La digitalizzazione e gli eventi della pandemia hanno reso difficile questo passaggio, che ora si basa sempre sulla conoscenza, ma che ha un filtro in più, quello dl poliziotto che sceglie gli eventi che possono interessare i giornalisti. La trasparenza non è in discussione, ma poliziotti e giornalisti di cronaca nera fanno due lavori simili ma diversissimi negli scopi. Non sempre i poliziotti riescono a mettersi nei panni di un giornalista e capire il suo punto di vista. Questo crea qualche problema e il rischio di diventare delle veline si alza. Eppoi, capita che le notizie date non escano o che escano notizie non del tutto complete.
C’è stato un incremento della comunicazione dei particolari del sistema di prevenzione previsto per gli eventi di ordine pubblico, come le manifestazioni e gli eventi, che ha permesso di capire, e quindi spiegare meglio ai lettori, quello che è il reale rapporto fra il dispiegamento delle forze e la garanzia della sicurezza. Si potrebbe anzi dire che il mandato di Petronzi sia stato caratterizzato in modo preponderante dalla visione della sicurezza e del soccorso come servizio ai cittadini piuttosto che come mera repressione dei reati.
A chi gli ha domandato cosa ha imparato da Milano, Petronzi ha risposto che ha ancora tanto da imparare e che una realtà come quella milanese richiede attenzione. Dice che ha imparato ad essere più pignolo, preciso, e accurato e che Milano è una città che va servita, in in cui la sicurezza è un asset importante. Aggiunge che guidare 3500 poliziotti è impegnativo ma significativo.

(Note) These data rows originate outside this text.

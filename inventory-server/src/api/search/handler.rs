//! Search API Handler

use axum::{
    Json,
    extract::{Query, State},
};
use serde::Deserialize;
use shared::error::AppResult;
use shared::models::Item;

use crate::api::extract::parse_id_param;
use crate::catalog::{SearchMode, SearchQuery};
use crate::core::ServerState;

#[derive(Debug, Deserialize)]
pub struct SearchParams {
    pub q: Option<String>,
    #[serde(rename = "type")]
    pub mode: Option<String>,
    pub map_id: Option<String>,
    /// Comma separated tag fragments
    pub tags: Option<String>,
}

/// GET /api/search?q=&type=&map_id=&tags= - 地图内搜索物品
pub async fn search(
    State(state): State<ServerState>,
    Query(params): Query<SearchParams>,
) -> AppResult<Json<Vec<Item>>> {
    let map_id = parse_id_param(params.map_id.as_deref(), "map_id")?;
    let mode: SearchMode = params.mode.as_deref().unwrap_or_default().parse()?;
    let query = SearchQuery::new(
        params.q.as_deref().unwrap_or_default(),
        params.tags.as_deref(),
        mode,
    );
    Ok(Json(state.catalog.search(map_id, &query).await?))
}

Il riferimento è agli ultimi due poliziotti feriti in servizio. Jessica, cui un delinquente ha rotto il naso, e Christian di Martino, che si è preso tre coltellate da un marocchino drogato a Lambrate. Nonostante quello che hanno passato e la gravità delle loro ferite sono ambedue desiderosi di tornare presto in servizio. “Jessica e Christian sono due poliziotti che si sono messi fra la minaccia e la comunità e ne hanno pagato le conseguenze. “
“La complessità e l’accelerazione delle dinamiche della città è tale che bisogna adeguarsi il più possibile. Fin che si rimane nel campo delle proteste si fa ordine pubblico, con un perimetro di carattere non violento. Le manifestazioni sono sotto monitoraggio perché la protesta rimanga all’interno di regole e leggi, in un continuo confronto con organizzatori e con altri attori del tavolo della sicurezza. Non mi piace che stia nascendo un sentiment che faccia sentire minacciata una parte.”

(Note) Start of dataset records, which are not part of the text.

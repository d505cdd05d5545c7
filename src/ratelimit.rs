//! Fixed-window rate limiter on top of the counter store.
//!
//! Four independent windows gate every outbound send: per-contact minute,
//! per-contact hour, per-contact daily (capped by tier, rolling over at
//! local midnight) and a system-wide minute shared by all contacts.
//!
//! `check` and `increment` are separate calls. Two concurrent senders for
//! the same key can both pass `check` before either increments, so a window
//! may be exceeded by up to `concurrency - 1` sends. The next window starts
//! clean. Increment only after the send was accepted.

use std::sync::Arc;

use chrono::{DateTime, Utc};
use serde::{Deserialize, Serialize};
use tracing::{debug, error, info};

use crate::clock::Clock;
use crate::compliance::BusinessHours;
use crate::config::RateLimitConfig;
use crate::counter::{CounterStore, ResilientCounterStore};
use crate::model::{Contact, Tier};

/// Length of a fixed window.
#[derive(Debug, Clone, Copy, PartialEq, Eq, Serialize, Deserialize)]
#[serde(rename_all = "snake_case")]
pub enum WindowKind {
    Minute,
    Hour,
    /// Local calendar day.
    Day,
}

/// A window length plus its cap.
#[derive(Debug, Clone, Copy, PartialEq, Eq, Serialize, Deserialize)]
pub struct WindowSpec {
    pub kind: WindowKind,
    pub cap: u64,
}

impl WindowSpec {
    pub fn minute(cap: u64) -> Self {
        Self { kind: WindowKind::Minute, cap }
    }

    pub fn hour(cap: u64) -> Self {
        Self { kind: WindowKind::Hour, cap }
    }

    pub fn day(cap: u64) -> Self {
        Self { kind: WindowKind::Day, cap }
    }
}

/// Which window rejected a send.
#[derive(Debug, Clone, Copy, PartialEq, Eq, Hash, Serialize, Deserialize)]
#[serde(rename_all = "snake_case")]
pub enum LimitReason {
    ContactMinuteLimit,
    ContactHourlyLimit,
    DailyTierLimit,
    GlobalRateLimit,
}

impl LimitReason {
    pub fn as_str(&self) -> &'static str {
        match self {
            Self::ContactMinuteLimit => "contact_minute_limit",
            Self::ContactHourlyLimit => "contact_hourly_limit",
            Self::DailyTierLimit => "daily_tier_limit",
            Self::GlobalRateLimit => "global_rate_limit",
        }
    }
}

impl std::fmt::Display for LimitReason {
    fn fmt(&self, f: &mut std::fmt::Formatter<'_>) -> std::fmt::Result {
        f.write_str(self.as_str())
    }
}

/// Result of `check` for one window.
#[derive(Debug, Clone, PartialEq, Eq, Serialize, Deserialize)]
pub struct LimitCheck {
    /// Full counter key, window suffix included.
    pub key: String,
    pub allowed: bool,
    pub used: u64,
    pub cap: u64,
    pub remaining: u64,
    pub reset_at: DateTime<Utc>,
}

/// 429-equivalent rejection.
#[derive(Debug, Clone, PartialEq, Eq, Serialize, Deserialize)]
pub struct RateLimitExceeded {
    pub reason: LimitReason,
    pub retry_after_secs: u64,
    pub reset_at: DateTime<Utc>,
}

/// Caller privileges for a limit check.
#[derive(Debug, Clone, Copy, Default, PartialEq, Eq, Serialize, Deserialize)]
pub struct LimitOverride {
    #[serde(default)]
    pub admin: bool,
    #[serde(default)]
    pub emergency: bool,
}

impl LimitOverride {
    /// Only admin plus emergency skips the global window. Per-contact
    /// windows always apply.
    pub fn bypasses_global(&self) -> bool {
        self.admin && self.emergency
    }
}

/// Usage of one window, for the operator status query.
#[derive(Debug, Clone, PartialEq, Eq, Serialize, Deserialize)]
pub struct WindowStatus {
    pub window: String,
    pub used: u64,
    pub cap: u64,
    pub remaining: u64,
    pub reset_at: DateTime<Utc>,
}
// ── Rule matcher ────────────────────────────────────────────────────

#[derive(Debug, Clone, PartialEq)]
pub struct MatcherConfig {
    /// Minimum keyword-overlap score for template-category rules.
    pub min_confidence: f32,
    /// Initial state of the master switch.
    pub automation_enabled: bool,
}

impl Default for MatcherConfig {
    fn default() -> Self {
        Self {
            min_confidence: 0.7,
            automation_enabled: true,
        }
    }
}

impl MatcherConfig {
    pub fn from_env() -> Self {
        let d = Self::default();
        Self {
            min_confidence: env_parse("ENGAGE_TEMPLATE_MIN_CONFIDENCE", d.min_confidence),
            automation_enabled: env_parse("ENGAGE_AUTOMATION_ENABLED", d.automation_enabled),
        }
    }
}

// ── Dispatch ────────────────────────────────────────────────────────

#[derive(Debug, Clone, PartialEq)]
pub struct DispatchConfig {
    pub max_attempts: u32,
    /// Delay before the second attempt; doubles for each further attempt.
    pub base_backoff: Duration,
    /// Upper bound of the random delay added to each backoff.
    pub max_jitter: Duration,
    /// A gateway call running longer than this counts as a failed attempt.
    pub send_timeout: Duration,
    /// Upper bound on a gateway `Retry-After` hint used as backoff.
    pub max_retry_hint: Duration,
    /// Contacts served in parallel.
    pub concurrency: usize,
    /// Average send time, used for queue position estimates.
    pub estimated_send: Duration,
    /// How long sent and terminally failed items stay in memory.
    pub retention: Duration,
}

impl Default for DispatchConfig {
    fn default() -> Self {
        Self {
            max_attempts: 3,
            base_backoff: Duration::from_secs(2),
            max_jitter: Duration::from_millis(250),
            send_timeout: Duration::from_secs(15),
            max_retry_hint: Duration::from_secs(300),
            concurrency: 8,
            estimated_send: Duration::from_secs(1),
            retention: Duration::from_secs(24 * 3600),
        }
    }
}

Sono le parole di Petronzi. La minaccia è spesso improvvisa e il pericolo è la sua fluidità. Il problema è arrivare in tempo quando si verifica. Guardando i dati di Lambrate e di quella stazione si vede che nessun altro fatto grave si è verificato in quel luogo. C’è un tema sugli irregolari, che sono tanti. In Italia c’è un sistema giudiziario repressivo e un altro sistema amministrativo e preventivo. Però tutto ciò è affrontabile coordinandosi con altri strumenti, come si è già fatto coinvolgendo il terzo settore e creando un sistema di risposte che normalizzano la situazione.

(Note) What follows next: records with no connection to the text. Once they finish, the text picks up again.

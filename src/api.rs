//! Operator API: REST endpoints plus a WebSocket stream of dispatch events.

use std::sync::Arc;

use axum::{
    Json, Router,
    extract::{
        Path, State,
        ws::{Message, WebSocket, WebSocketUpgrade},
    },
    http::{HeaderValue, StatusCode, header},
    response::{IntoResponse, Response},
    routing::{get, post},
};
use serde::{Deserialize, Serialize};
use tokio::sync::broadcast::error::RecvError;
use tower_http::cors::CorsLayer;
use tower_http::trace::TraceLayer;
use tracing::{debug, info, warn};
use uuid::Uuid;

use crate::clock::Clock;
use crate::error::DispatchError;
use crate::model::{Contact, canonicalize_phone};
use crate::pipeline::{InboundMessage, MessageProcessor, OutboundRequest, PipelineOutcome};

/// Application state shared across handlers.
#[derive(Clone)]
pub struct AppState {
    pub processor: Arc<MessageProcessor>,
    pub clock: Arc<dyn Clock>,
}

/// Build the Axum router with the operator REST routes and the event stream.
pub fn api_routes(processor: Arc<MessageProcessor>, clock: Arc<dyn Clock>) -> Router {
    let state = AppState { processor, clock };

    Router::new()
        .route("/ws", get(ws_handler))
        .route("/health", get(health))
        .route("/api/rate-limits/{contact_id}", get(rate_limit_status))
        .route("/api/master-switch", get(get_master_switch).put(set_master_switch))
        .route("/api/inbound", post(inbound))
        .route("/api/outbound", post(outbound))
        .route("/api/queue", get(list_queue))
        .route("/api/queue/{id}/retry", post(retry_item))
        .layer(TraceLayer::new_for_http())
        .layer(CorsLayer::permissive())
        .with_state(state)
}

fn error_body(status: StatusCode, message: impl Into<String>) -> Response {
    (status, Json(serde_json::json!({ "error": message.into() }))).into_response()
}

// ── Health ──────────────────────────────────────────────────────────────

async fn health(State(state): State<AppState>) -> impl IntoResponse {
    let processor = &state.processor;
    Json(serde_json::json!({
        "status": "ok",
        "service": "engage-dispatch",
        "degraded": processor.limiter().is_degraded(),
        "automation_enabled": processor.matcher().master_switch().is_enabled(),
        "queue_depth": processor.queue().depth().await,
        "gateway": processor.queue().gateway_name(),
    }))
}

// ── Rate limits ─────────────────────────────────────────────────────────

async fn rate_limit_status(State(state): State<AppState>, Path(raw): Path<String>) -> Response {
    let Some(contact_id) = canonicalize_phone(&raw) else {
        return error_body(StatusCode::BAD_REQUEST, "Invalid contact id");
    };

    let contact = match state.processor.repository().get_contact(&contact_id).await {
        Ok(Some(contact)) => contact,
        // Unknown contacts are reported at the basic tier.
        Ok(None) => Contact::new(&contact_id, state.clock.now()),
        Err(e) => return error_body(StatusCode::SERVICE_UNAVAILABLE, e.to_string()),
    };

    Json(state.processor.limiter().status(&contact).await).into_response()
}

// ── Master switch ───────────────────────────────────────────────────────

#[derive(Debug, Serialize, Deserialize)]
struct MasterSwitchBody {
    enabled: bool,
}

async fn get_master_switch(State(state): State<AppState>) -> impl IntoResponse {
    Json(MasterSwitchBody {
        enabled: state.processor.matcher().master_switch().is_enabled(),
    })
}

async fn set_master_switch(
    State(state): State<AppState>,
    Json(body): Json<MasterSwitchBody>,
) -> impl IntoResponse {
    let previous = state.processor.matcher().master_switch().set(body.enabled);
    info!(enabled = body.enabled, previous, "Master switch set via API");
    Json(serde_json::json!({ "enabled": body.enabled, "previous": previous }))
}

// ── Pipeline ────────────────────────────────────────────────────────────

async fn inbound(State(state): State<AppState>, Json(message): Json<InboundMessage>) -> Response {
    let outcome = state.processor.process(message).await;
    outcome_response(outcome)
}

async fn outbound(State(state): State<AppState>, Json(request): Json<OutboundRequest>) -> Response {
    let outcome = state.processor.submit_outbound(request).await;
    outcome_response(outcome)
}

/// Map an outcome to a status code. Throttled outcomes carry `Retry-After`.
fn outcome_response(outcome: PipelineOutcome) -> Response {
    let status = match &outcome {
        PipelineOutcome::Dispatched { .. } => StatusCode::ACCEPTED,
        PipelineOutcome::RateLimited { .. } => StatusCode::TOO_MANY_REQUESTS,
        PipelineOutcome::QueueFull { .. } => StatusCode::SERVICE_UNAVAILABLE,
        PipelineOutcome::Failed { stage, .. } if stage == "validation" => StatusCode::BAD_REQUEST,
        PipelineOutcome::Failed { .. } => StatusCode::INTERNAL_SERVER_ERROR,
        _ => StatusCode::OK,
    };
    let retry_after = outcome.retry_after_secs();

    let mut response = (status, Json(outcome)).into_response();
    if let Some(secs) = retry_after {
        response
            .headers_mut()
            .insert(header::RETRY_AFTER, HeaderValue::from(secs));
    }
    response
}

// ── Queue ───────────────────────────────────────────────────────────────

async fn list_queue(State(state): State<AppState>) -> impl IntoResponse {
    Json(state.processor.queue().items().await)
}

async fn retry_item(State(state): State<AppState>, Path(id): Path<String>) -> Response {
    let item_id = match Uuid::parse_str(&id) {
        Ok(id) => id,
        Err(_) => return error_body(StatusCode::BAD_REQUEST, "Invalid queue item ID"),
    };

    match state.processor.queue().retry(item_id).await {
        Ok(item) => (StatusCode::OK, Json(item)).into_response(),
        Err(e @ DispatchError::NotFound { .. }) => error_body(StatusCode::NOT_FOUND, e.to_string()),
        Err(e @ DispatchError::InvalidTransition { .. }) => {
            error_body(StatusCode::CONFLICT, e.to_string())
        }
        Err(e @ DispatchError::Backpressure { retry_after_secs, .. }) => {
            let mut response = error_body(StatusCode::SERVICE_UNAVAILABLE, e.to_string());
            response
                .headers_mut()
                .insert(header::RETRY_AFTER, HeaderValue::from(retry_after_secs));
            response
        }
        Err(e) => error_body(StatusCode::INTERNAL_SERVER_ERROR, e.to_string()),
    }
}

// ── WebSocket ───────────────────────────────────────────────────────────

async fn ws_handler(ws: WebSocketUpgrade, State(state): State<AppState>) -> impl IntoResponse {
    info!("Event stream client connecting");
    ws.on_upgrade(|socket| handle_socket(socket, state.processor))
}

async fn handle_socket(mut socket: WebSocket, processor: Arc<MessageProcessor>) {
    let mut rx = processor.queue().subscribe();
    info!("Event stream client connected");

    loop {
        tokio::select! {
            result = rx.recv() => {
                match result {
                    Ok(event) => {
                        if let Ok(json) = serde_json::to_string(&event) {
                            if socket.send(Message::Text(json.into())).await.is_err() {
                                debug!("Client disconnected during send");
                                break;
                            }
                        }
                    }
                    Err(RecvError::Lagged(n)) => {
                        // Events are best-effort; the queue itself is the record.
                        warn!(missed = n, "Event stream client lagged behind broadcast");
                    }
                    Err(RecvError::Closed) => {
                        debug!("Dispatch event channel closed");
                        break;
                    }
                }
            }

            result = socket.recv() => {
                match result {
                    Some(Ok(Message::Ping(data))) => {
                        if socket.send(Message::Pong(data)).await.is_err() {
                            break;
                        }
                    }
                    Some(Ok(Message::Close(_))) | None => {
                        info!("Event stream client disconnected");
                        break;
                    }
                    Some(Err(e)) => {
                        warn!(error = %e, "WebSocket error");
                        break;
                    }
                    _ => {}
                }
            }
        }
    }

    info!("Event stream connection closed");
}

#[cfg(test)]
mod tests {
    use super::*;
    use axum::body::Body;
    use axum::http::Request;
    use chrono::{TimeZone, Utc};
    use tower::ServiceExt;

    use crate::clock::ManualClock;
    use crate::compliance::ComplianceGate;
    use crate::config::{ComplianceConfig, DispatchConfig, RateLimitConfig};
    use crate::counter::ResilientCounterStore;
    use crate::dispatch::{DispatchQueue, LogGateway};
    use crate::ratelimit::RateLimiter;
    use crate::rules::{MasterSwitch, RuleMatcher};
    use crate::store::InMemoryRepository;

    fn router() -> Router {
        let repo = Arc::new(InMemoryRepository::new());
        let clock = Arc::new(ManualClock::new(Utc.with_ymd_and_hms(2026, 10, 19, 3, 0, 0).unwrap()));
        let gate = Arc::new(
            ComplianceGate::new(&ComplianceConfig::default(), repo.clone(), clock.clone()).unwrap(),
        );
        let limiter = Arc::new(RateLimiter::new(
            Arc::new(ResilientCounterStore::local()),
            RateLimitConfig::default(),
            gate.business_hours().clone(),
            clock.clone(),
        ));
        let matcher = Arc::new(RuleMatcher::new(
            repo.clone(),
            clock.clone(),
            Arc::new(MasterSwitch::default()),
            0.7,
        ));
        let queue = DispatchQueue::new(
            DispatchConfig::default(),
            100,
            Arc::new(LogGateway),
            repo.clone(),
            clock.clone(),
        );
        let processor = Arc::new(MessageProcessor::new(
            repo,
            gate,
            limiter,
            matcher,
            queue,
            clock.clone(),
        ));
        api_routes(processor, clock)
    }

    async fn body_json(response: Response) -> serde_json::Value {
        let bytes = axum::body::to_bytes(response.into_body(), usize::MAX).await.unwrap();
        serde_json::from_slice(&bytes).unwrap()
    }

    #[tokio::test]
    async fn rate_limited_outcome_sets_retry_after() {
        let response = outcome_response(PipelineOutcome::RateLimited {
            contact_id: "6281".into(),
            reason: crate::ratelimit::LimitReason::ContactMinuteLimit,
            retry_after_secs: 30,
        });
        assert_eq!(response.status(), StatusCode::TOO_MANY_REQUESTS);
        assert_eq!(response.headers()[header::RETRY_AFTER], "30");
    }

    #[tokio::test]
    async fn master_switch_roundtrip() {
        let app = router();
        let response = app
            .clone()
            .oneshot(
                Request::put("/api/master-switch")
                    .header(header::CONTENT_TYPE, "application/json")
                    .body(Body::from(r#"{"enabled": false}"#))
                    .unwrap(),
            )
            .await
            .unwrap();
        assert_eq!(response.status(), StatusCode::OK);
        assert_eq!(body_json(response).await["previous"], true);

        let response = app
            .oneshot(Request::get("/api/master-switch").body(Body::empty()).unwrap())
            .await
            .unwrap();
        assert_eq!(body_json(response).await["enabled"], false);
    }

    #[tokio::test]
    async fn rate_limit_status_for_unknown_contact() {
        let response = router()
            .oneshot(Request::get("/api/rate-limits/081234").body(Body::empty()).unwrap())
            .await
            .unwrap();
        assert_eq!(response.status(), StatusCode::OK);
        let json = body_json(response).await;
        assert_eq!(json["contact_id"], "6281234");
        assert_eq!(json["tier"], "basic");
        assert_eq!(json["windows"].as_array().unwrap().len(), 4);
    }

    #[tokio::test]
    async fn retry_rejects_bad_ids() {
        let app = router();
        let response = app
            .clone()
            .oneshot(Request::post("/api/queue/not-a-uuid/retry").body(Body::empty()).unwrap())
            .await
            .unwrap();
        assert_eq!(response.status(), StatusCode::BAD_REQUEST);

        let uri = format!("/api/queue/{}/retry", Uuid::new_v4());
        let response = app
            .oneshot(Request::post(uri).body(Body::empty()).unwrap())
            .await
            .unwrap();
        assert_eq!(response.status(), StatusCode::NOT_FOUND);
    }
}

Chi ha descritto Milano come Gotham city? “È un po’ afflittivo ma li capisco” dice Petronzi. “Lambrate ad esempio non è Gotham city, ma nel momento in cui si è verificata l’aggressione lo è diventata”.
È quindi, infine, la visione di una città in cui la minaccia alla sicurezza pubblica si comporta come le metastasi di un tumore curato e tenuto sotto controllo. Ogni tanto, anche spesso, nasce un focolaio improvviso, in un punto inaspettato del corpo, che obbliga a correre velocemente ai ripari per limitarne i danni.